EURASIP Journal on Advances in Signal Processing
Volume 2008 (2008), Article ID 693731, 10 pages
doi:10.1155/2008/693731
Research Article
Optimizing Training Set Construction for Video Semantic Classification
1Department of Electronic Engineering and Information Science, University of Science and Technology of China, Hefei 230027, China
2Microsoft Research Asia, Beijing 100080, China
Received 9 March 2007; Revised 14 September 2007; Accepted 12 November 2007
Academic Editor: Mark Kahrs
Copyright © 2008 Jinhui Tang et al. This is an open access article distributed under the Creative Commons Attribution License, which permits unrestricted use, distribution, and reproduction in any medium, provided the original work is properly cited.
Abstract
We exploit the criteria to optimize training set construction for the large-scale video
semantic classification. Due to the large gap between low-level features and higher-level semantics, as
well as the high diversity of video data, it is difficult to represent the prototypes of semantic concepts
by a training set of limited size. In video semantic classification, most of the learning-based approaches
require a large training set to achieve good generalization capacity, in which large amounts of labor-intensive
manual labeling are ineluctable. However, it is observed that the generalization capacity of
a classifier highly depends on the geometrical distribution of the training data rather than the size.

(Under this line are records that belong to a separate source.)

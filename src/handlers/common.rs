//! Shared record construction and scene resolution for handlers
//!
//! The built-in handlers differ only in which fragment they read and which
//! representation kind they spawn; record building, socket selection,
//! parent-node resolution and the spawn/destroy/refresh flows all live
//! here.

use std::sync::Arc;

use crate::core::types::{AssetRef, ComponentTag, ItemDefId, ItemId, NodeId, SocketName, Transform};
use crate::engine::AttachmentContext;
use crate::items::{FragmentKind, ItemDefinition, ItemEntry};
use crate::records::AttachmentRecord;
use crate::scene::RepresentationKind;

use super::SocketEntry;

/// Pluggable socket and transform selection strategy. The default picks
/// the first free candidate socket and the identity transform; a host can
/// install a finder to place representations from gameplay data instead.
pub trait TransformFinder {
    fn find_socket_name(
        &self,
        ctx: &AttachmentContext,
        item: &ItemEntry,
        owner: Option<&ItemEntry>,
    ) -> Option<SocketName>;

    fn find_relative_transform(
        &self,
        _ctx: &AttachmentContext,
        _item: &ItemEntry,
        _owner: Option<&ItemEntry>,
    ) -> Transform {
        Transform::IDENTITY
    }
}

/// Configuration shared by every built-in handler
pub struct HandlerCommon {
    sockets: Vec<SocketEntry>,
    component_tag: Option<ComponentTag>,
    transform_finder: Option<Box<dyn TransformFinder>>,
}

impl HandlerCommon {
    pub fn new(sockets: Vec<SocketEntry>) -> Self {
        Self {
            sockets,
            component_tag: None,
            transform_finder: None,
        }
    }

    pub fn with_component_tag(mut self, tag: Option<ComponentTag>) -> Self {
        self.component_tag = tag;
        self
    }

    pub fn with_transform_finder(mut self, finder: Box<dyn TransformFinder>) -> Self {
        self.transform_finder = Some(finder);
        self
    }

    pub fn sockets(&self) -> &[SocketEntry] {
        &self.sockets
    }

    pub fn component_tag(&self) -> Option<&ComponentTag> {
        self.component_tag.as_ref()
    }

    /// Socket the record should claim: the finder's answer when one is
    /// installed, otherwise the first candidate not already taken on the
    /// item's slot, otherwise the first candidate outright.
    pub fn find_socket_name(
        &self,
        ctx: &AttachmentContext,
        item: &ItemEntry,
        owner: Option<&ItemEntry>,
    ) -> Option<SocketName> {
        if let Some(finder) = &self.transform_finder {
            if let Some(name) = finder.find_socket_name(ctx, item, owner) {
                return Some(name);
            }
        }
        if let Some(slot) = &item.slot_id {
            if let Some(entry) = self
                .sockets
                .iter()
                .find(|s| !ctx.sockets.is_taken(slot, &s.socket_name))
            {
                return Some(entry.socket_name.clone());
            }
        }
        self.sockets.first().map(|s| s.socket_name.clone())
    }

    pub fn find_relative_transform(
        &self,
        ctx: &AttachmentContext,
        item: &ItemEntry,
        owner: Option<&ItemEntry>,
    ) -> Transform {
        match &self.transform_finder {
            Some(finder) => finder.find_relative_transform(ctx, item, owner),
            None => Transform::IDENTITY,
        }
    }

    /// Whether the item (or its visual stand-in) carries the fragment this
    /// handler spawns from
    pub fn supports_item(
        &self,
        ctx: &AttachmentContext,
        kind: FragmentKind,
        item: &ItemEntry,
    ) -> bool {
        if let Some(visual) = self.visual_item(ctx, item) {
            if let Some(def) = ctx.defs.resolve(&visual) {
                if def.has_fragment(kind) {
                    return true;
                }
            }
        }
        ctx.defs
            .resolve(&item.def)
            .map(|def| def.has_fragment(kind))
            .unwrap_or(false)
    }

    /// Effective visual definition: instance override first, then the
    /// definition's default visual
    pub fn visual_item(&self, ctx: &AttachmentContext, item: &ItemEntry) -> Option<ItemDefId> {
        if item.visual_override.is_some() {
            return item.visual_override;
        }
        ctx.defs
            .resolve(&item.def)
            .and_then(|def| def.visual_attachment().and_then(|f| f.default_visual))
    }

    /// Build the replicated record for an item entering a slot. Returns
    /// `None` when the item has no slot to key the record by.
    pub fn make_record(
        &self,
        ctx: &AttachmentContext,
        item: &ItemEntry,
        owner: Option<&ItemEntry>,
    ) -> Option<AttachmentRecord> {
        let slot_id = item.slot_id.clone()?;
        let socket_name = match self.find_socket_name(ctx, item, owner) {
            Some(name) => name,
            None => {
                tracing::warn!(item = %item.id, slot = %slot_id, "no candidate socket configured, attaching at parent origin");
                SocketName::new("")
            }
        };

        let mut record = AttachmentRecord::new(item.id, slot_id, item.def, socket_name);
        record.relative_transform = self.find_relative_transform(ctx, item, owner);
        record.socket_component_tag = self.component_tag.clone();
        record.visual_item_def = self.visual_item(ctx, item);
        if let Some(owner) = owner {
            record.owner_id = Some(owner.id);
            record.owner_slot_id = owner.slot_id.clone();
            record.owner_item_def = Some(owner.def);
        }
        Some(record)
    }
}

/// Definition the representation is spawned from: the visual stand-in when
/// set and resolvable, the logical definition otherwise
pub fn spawn_definition(
    ctx: &AttachmentContext,
    record: &AttachmentRecord,
) -> Option<Arc<ItemDefinition>> {
    if let Some(visual) = &record.visual_item_def {
        match ctx.defs.resolve(visual) {
            Some(def) => return Some(def),
            None => {
                tracing::warn!(item = %record.item_id, visual = %visual, "visual definition unresolvable, falling back to item definition");
            }
        }
    }
    ctx.defs.resolve(&record.item_def)
}

pub fn fragment_asset(def: &ItemDefinition, kind: FragmentKind) -> Option<&AssetRef> {
    match kind {
        FragmentKind::ActorAttachment => def.actor_attachment().map(|f| &f.actor),
        FragmentKind::SkinnedMeshAttachment => def.skinned_mesh_attachment().map(|f| &f.mesh),
        FragmentKind::SceneNodeAttachment => def.scene_node_attachment().map(|f| &f.asset),
        _ => None,
    }
}

/// Node the representation hangs under. Owner representation first, then
/// the record's tagged component, then the scene root.
pub fn find_parent_node(
    common: &HandlerCommon,
    ctx: &AttachmentContext,
    record: &AttachmentRecord,
) -> NodeId {
    if let Some(owner_def) = &record.owner_item_def {
        if let Some(node) = ctx.attached.first(owner_def) {
            return node;
        }
    }
    if let Some(tag) = record.final_component_tag().or(common.component_tag()) {
        if let Some(node) = ctx.scene.find_tagged(tag) {
            return node;
        }
        tracing::warn!(tag = %tag, item = %record.item_id, "tagged component not found, attaching to root");
    }
    ctx.scene.root()
}

/// Spawn and register the representation for a resolved record. A no-op
/// when the item already has one or the record is gone.
pub fn attach_representation(
    common: &HandlerCommon,
    ctx: &mut AttachmentContext,
    kind: FragmentKind,
    repr: RepresentationKind,
    item_id: ItemId,
) {
    let Some(record) = ctx.lookup_record(&item_id) else {
        return;
    };
    if ctx.attached.contains(&record.item_def) {
        return;
    }
    let Some(def) = spawn_definition(ctx, &record) else {
        tracing::warn!(item = %record.item_id, "item definition unresolvable, cannot spawn");
        return;
    };
    let Some(asset) = fragment_asset(&def, kind).cloned() else {
        return;
    };

    let parent = find_parent_node(common, ctx, &record);
    let socket = record.final_attach_socket().clone();
    match ctx
        .scene
        .spawn(&asset, repr, parent, &socket, record.relative_transform)
    {
        Some(node) => {
            tracing::info!(
                item = %record.item_id,
                slot = %record.slot_id,
                socket = %socket,
                kind = ?repr,
                "attached representation"
            );
            ctx.register_attachment(record.item_id, record.item_def, node, repr);
        }
        None => {
            tracing::warn!(item = %record.item_id, asset = %asset, "scene refused to spawn representation");
        }
    }
}

/// Destroy every representation registered for the item's definition
pub fn detach_representation(ctx: &mut AttachmentContext, item_id: &ItemId) {
    let Some(record) = ctx.lookup_record(item_id) else {
        return;
    };
    let nodes = ctx.attached.remove_all(&record.item_def);
    if nodes.is_empty() {
        return;
    }
    for (node, _) in nodes {
        ctx.scene.destroy(node);
    }
    tracing::info!(item = %record.item_id, slot = %record.slot_id, "detached representation");
}

/// Respawn the representation when the record's visual changed
pub fn refresh_representation(
    common: &HandlerCommon,
    ctx: &mut AttachmentContext,
    kind: FragmentKind,
    repr: RepresentationKind,
    record: &AttachmentRecord,
) {
    if record.visual_item_def == record.old_visual_item_def {
        return;
    }
    for (node, _) in ctx.attached.remove_all(&record.item_def) {
        ctx.scene.destroy(node);
    }
    attach_representation(common, ctx, kind, repr, record.item_id);
}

We argue that a training set which includes most temporal and spatial distribution information of
the whole data will achieve a good performance even if the size
of training set is limited. In order to
capture the geometrical distribution characteristics of a given video collection, we propose four metrics
for constructing/selecting an optimal training set, including salience, temporal dispersiveness, spatial
dispersiveness, and diversity. Furthermore, based on these metrics, we propose a set of optimization
rules to capture the most distribution information of the whole data using a training set with a given size.
Experimental results demonstrate these rules are effective for training set construction in video
semantic classification, and significantly outperform random training set selection.